[Supplied records]
//! NetCDF support for aggregated datasets.
//!
//! Aggregated datasets are served as one NetCDF file whose variables share a
//! `time` dimension. This crate reads that time axis (decoding CF
//! `"<unit> since <epoch>"` units) and writes a copy of the file restricted
//! to one time step, so each step can be published as its own granule.
//!
//! The native `netcdf` library needs file paths, so every entry point takes
//! a path rather than bytes.

pub mod error;
mod native;
pub mod slice;
pub mod time_axis;

pub use error::{NetCdfError, NetCdfResult};
pub use native::silence_hdf5_errors;
pub use slice::{write_time_slice, SliceSummary};
pub use time_axis::{decode_cf_time, read_time_steps, CfTimeUnits, TimeStep, NC_FILL_DOUBLE, TIME_NAME};
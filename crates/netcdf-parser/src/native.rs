//! Process-wide setup for the native HDF5/NetCDF libraries.

use std::sync::Once;

/// Silence HDF5's automatic error printing to stderr.
///
/// The HDF5 C library prints verbose error messages to stderr even when errors
/// are handled gracefully by the Rust code (e.g., when probing for optional
/// attributes). This disables that output by calling H5Eset_auto2 with null
/// handlers. Safe to call multiple times; only the first call has an effect.
pub fn silence_hdf5_errors() {
    static INIT: Once = Once::new();

    INIT.call_once(|| {
        // SAFETY: H5Eset_auto2 is thread-safe and we're passing null pointers
        // to disable error output, which is a documented valid use.
        unsafe {
            hdf5_metno_sys::h5e::H5Eset_auto2(
                hdf5_metno_sys::h5e::H5E_DEFAULT,
                None,
                std::ptr::null_mut(),
            );
        }
    });
}
//! Runtime settings that are not part of a dataset configuration.

use std::path::{Path, PathBuf};

use harvest_common::DatasetConfig;
use storage::{ObjectStorageConfig, SolrIndexConfig};

/// Object storage flags as given on the command line.
#[derive(Debug, Clone, Default)]
pub struct BucketSettings {
    pub bucket: Option<String>,
    pub endpoint: Option<String>,
    pub access_key_id: Option<String>,
    pub secret_access_key: Option<String>,
    pub region: String,
    pub allow_http: bool,
}

impl BucketSettings {
    /// Storage config for upload mode, or `None` for local mode.
    pub fn storage_config(&self) -> Option<ObjectStorageConfig> {
        let bucket = self.bucket.as_deref().map(str::trim).filter(|b| !b.is_empty())?;

        let mut config = ObjectStorageConfig::for_bucket(bucket);
        config.endpoint = self.endpoint.clone();
        config.access_key_id = self.access_key_id.clone();
        config.secret_access_key = self.secret_access_key.clone();
        config.region = self.region.clone();
        config.allow_http = self.allow_http;
        Some(config)
    }
}

/// Index connection for the dataset's collection.
pub fn index_config(solr_host: &str, config: &DatasetConfig, timeout_secs: u64) -> SolrIndexConfig {
    SolrIndexConfig {
        host: solr_host.to_string(),
        collection: config.solr_collection_name.clone(),
        request_timeout_secs: timeout_secs,
    }
}

/// Place the dataset's scratch directory under `root` unless the dataset
/// configuration already names one.
pub fn apply_scratch_root(config: &mut DatasetConfig, root: Option<&Path>) {
    if config.scratch_dir.is_some() {
        return;
    }
    if let Some(root) = root {
        config.scratch_dir = Some(root.join(&config.ds_name));
    }
}

/// Resolve the configuration file: an explicit path wins, otherwise
/// `{config_dir}/{dataset}.yaml`.
pub fn config_path(
    explicit: Option<&Path>,
    config_dir: &Path,
    dataset: Option<&str>,
) -> Option<PathBuf> {
    match (explicit, dataset) {
        (Some(path), _) => Some(path.to_path_buf()),
        (None, Some(dataset)) => Some(config_dir.join(format!("{}.yaml", dataset))),
        (None, None) => None,
    }
}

[What to work on] Only lines with the word "root" are wanted, so copy each one from the records.

[Result]
/// Place the dataset's scratch directory under `root` unless the dataset
pub fn apply_scratch_root(config: &mut DatasetConfig, root: Option<&Path>) {
    if let Some(root) = root {
        config.scratch_dir = Some(root.join(&config.ds_name));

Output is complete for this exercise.